Top of DATA UNDER STUDY
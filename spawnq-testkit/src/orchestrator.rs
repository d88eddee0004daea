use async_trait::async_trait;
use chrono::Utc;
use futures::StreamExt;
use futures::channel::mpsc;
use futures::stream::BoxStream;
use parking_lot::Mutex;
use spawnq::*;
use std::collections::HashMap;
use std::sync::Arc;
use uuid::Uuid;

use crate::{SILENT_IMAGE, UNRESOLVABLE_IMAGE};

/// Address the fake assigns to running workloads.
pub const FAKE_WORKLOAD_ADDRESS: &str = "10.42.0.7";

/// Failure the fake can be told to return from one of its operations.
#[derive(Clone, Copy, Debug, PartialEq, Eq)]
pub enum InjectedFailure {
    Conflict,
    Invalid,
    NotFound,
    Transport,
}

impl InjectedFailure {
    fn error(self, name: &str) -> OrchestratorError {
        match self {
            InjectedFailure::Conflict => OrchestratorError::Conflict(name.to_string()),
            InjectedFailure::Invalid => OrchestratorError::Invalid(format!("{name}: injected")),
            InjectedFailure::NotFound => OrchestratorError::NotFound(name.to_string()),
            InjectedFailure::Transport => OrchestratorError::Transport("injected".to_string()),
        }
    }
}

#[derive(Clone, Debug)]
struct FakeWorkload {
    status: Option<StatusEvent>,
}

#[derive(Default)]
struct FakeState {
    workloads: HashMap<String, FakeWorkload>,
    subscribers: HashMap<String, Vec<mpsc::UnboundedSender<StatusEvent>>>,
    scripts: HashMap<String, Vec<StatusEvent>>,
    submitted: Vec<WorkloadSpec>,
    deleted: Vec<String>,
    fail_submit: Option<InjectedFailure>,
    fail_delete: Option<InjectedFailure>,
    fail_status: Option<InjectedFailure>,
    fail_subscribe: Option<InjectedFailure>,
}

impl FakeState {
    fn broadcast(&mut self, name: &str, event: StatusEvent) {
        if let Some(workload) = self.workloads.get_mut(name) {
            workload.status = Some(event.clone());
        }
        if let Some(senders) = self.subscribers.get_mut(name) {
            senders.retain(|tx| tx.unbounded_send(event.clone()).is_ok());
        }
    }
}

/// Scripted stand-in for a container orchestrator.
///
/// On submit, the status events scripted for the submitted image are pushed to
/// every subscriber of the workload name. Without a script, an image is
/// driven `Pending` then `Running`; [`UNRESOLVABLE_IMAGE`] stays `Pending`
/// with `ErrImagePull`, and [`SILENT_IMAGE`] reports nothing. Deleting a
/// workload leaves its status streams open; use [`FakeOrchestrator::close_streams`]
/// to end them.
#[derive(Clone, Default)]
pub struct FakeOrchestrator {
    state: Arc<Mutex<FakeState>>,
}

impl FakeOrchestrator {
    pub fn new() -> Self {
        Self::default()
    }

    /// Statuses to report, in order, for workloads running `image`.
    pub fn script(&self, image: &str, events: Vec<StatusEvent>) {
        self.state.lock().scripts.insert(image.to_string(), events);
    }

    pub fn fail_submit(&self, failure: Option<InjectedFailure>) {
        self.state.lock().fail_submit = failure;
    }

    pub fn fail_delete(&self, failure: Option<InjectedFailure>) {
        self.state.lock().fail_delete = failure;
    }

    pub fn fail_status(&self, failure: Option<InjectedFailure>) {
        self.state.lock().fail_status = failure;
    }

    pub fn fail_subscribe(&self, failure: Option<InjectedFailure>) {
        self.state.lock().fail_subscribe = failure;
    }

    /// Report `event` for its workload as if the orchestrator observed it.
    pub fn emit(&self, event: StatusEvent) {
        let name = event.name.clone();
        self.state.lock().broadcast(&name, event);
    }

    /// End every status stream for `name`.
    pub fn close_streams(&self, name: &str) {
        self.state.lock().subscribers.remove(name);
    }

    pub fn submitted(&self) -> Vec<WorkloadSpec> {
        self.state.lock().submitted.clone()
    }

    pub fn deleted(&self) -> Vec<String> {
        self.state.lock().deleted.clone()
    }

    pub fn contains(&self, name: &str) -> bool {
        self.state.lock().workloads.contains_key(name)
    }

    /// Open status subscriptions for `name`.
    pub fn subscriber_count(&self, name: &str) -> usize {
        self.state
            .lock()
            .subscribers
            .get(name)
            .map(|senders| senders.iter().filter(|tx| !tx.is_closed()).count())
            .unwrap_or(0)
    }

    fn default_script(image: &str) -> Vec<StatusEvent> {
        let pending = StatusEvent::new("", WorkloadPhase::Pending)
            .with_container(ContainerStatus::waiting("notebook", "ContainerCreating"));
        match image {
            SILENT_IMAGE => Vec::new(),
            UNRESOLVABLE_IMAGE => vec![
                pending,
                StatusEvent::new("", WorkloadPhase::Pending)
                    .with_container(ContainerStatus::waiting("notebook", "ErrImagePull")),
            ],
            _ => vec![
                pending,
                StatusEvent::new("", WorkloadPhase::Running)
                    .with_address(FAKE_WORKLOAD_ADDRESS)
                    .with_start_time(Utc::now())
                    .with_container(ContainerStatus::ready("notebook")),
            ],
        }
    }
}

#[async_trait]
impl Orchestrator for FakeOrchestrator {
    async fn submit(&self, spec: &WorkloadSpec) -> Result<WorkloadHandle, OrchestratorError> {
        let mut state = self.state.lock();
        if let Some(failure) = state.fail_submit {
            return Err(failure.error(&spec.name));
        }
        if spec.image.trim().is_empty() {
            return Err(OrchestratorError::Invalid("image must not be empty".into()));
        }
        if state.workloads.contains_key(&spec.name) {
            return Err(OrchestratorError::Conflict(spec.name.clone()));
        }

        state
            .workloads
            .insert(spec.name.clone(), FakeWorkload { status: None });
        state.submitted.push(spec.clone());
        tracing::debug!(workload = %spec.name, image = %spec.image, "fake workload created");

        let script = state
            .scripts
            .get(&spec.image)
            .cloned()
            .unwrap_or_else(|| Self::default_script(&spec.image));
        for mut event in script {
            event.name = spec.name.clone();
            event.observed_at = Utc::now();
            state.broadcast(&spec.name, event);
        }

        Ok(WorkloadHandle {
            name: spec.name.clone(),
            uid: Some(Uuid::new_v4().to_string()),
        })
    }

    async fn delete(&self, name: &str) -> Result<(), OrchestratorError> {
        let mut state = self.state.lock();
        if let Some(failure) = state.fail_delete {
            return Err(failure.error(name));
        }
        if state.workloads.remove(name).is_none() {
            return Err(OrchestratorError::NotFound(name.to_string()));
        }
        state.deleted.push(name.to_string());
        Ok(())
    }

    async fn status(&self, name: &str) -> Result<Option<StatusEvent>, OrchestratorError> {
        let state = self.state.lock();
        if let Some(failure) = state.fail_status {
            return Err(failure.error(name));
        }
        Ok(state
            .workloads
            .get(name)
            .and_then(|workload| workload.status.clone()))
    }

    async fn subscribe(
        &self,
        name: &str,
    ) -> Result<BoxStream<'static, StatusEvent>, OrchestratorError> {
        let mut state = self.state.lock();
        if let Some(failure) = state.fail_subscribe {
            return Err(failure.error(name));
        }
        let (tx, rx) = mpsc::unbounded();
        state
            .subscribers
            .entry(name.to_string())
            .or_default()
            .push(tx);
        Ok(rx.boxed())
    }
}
Bottom of DATA UNDER STUDY
> **WORK ITEM**: Beginning of the records through the line with "pub const FAKE_WORKLOAD_ADDRESS: &str": return that span exactly and stop there.

> **ANSWER BELOW**:
filename spawnq-testkit/src/orchestrator.rs
repository d88eddee0004daea
use async_trait::async_trait;
use chrono::Utc;
use futures::StreamExt;
use futures::channel::mpsc;
use futures::stream::BoxStream;
use parking_lot::Mutex;
use spawnq::*;
use std::collections::HashMap;
use std::sync::Arc;
use uuid::Uuid;

use crate::{SILENT_IMAGE, UNRESOLVABLE_IMAGE};

/// Address the fake assigns to running workloads.
pub const FAKE_WORKLOAD_ADDRESS: &str = "10.42.0.7";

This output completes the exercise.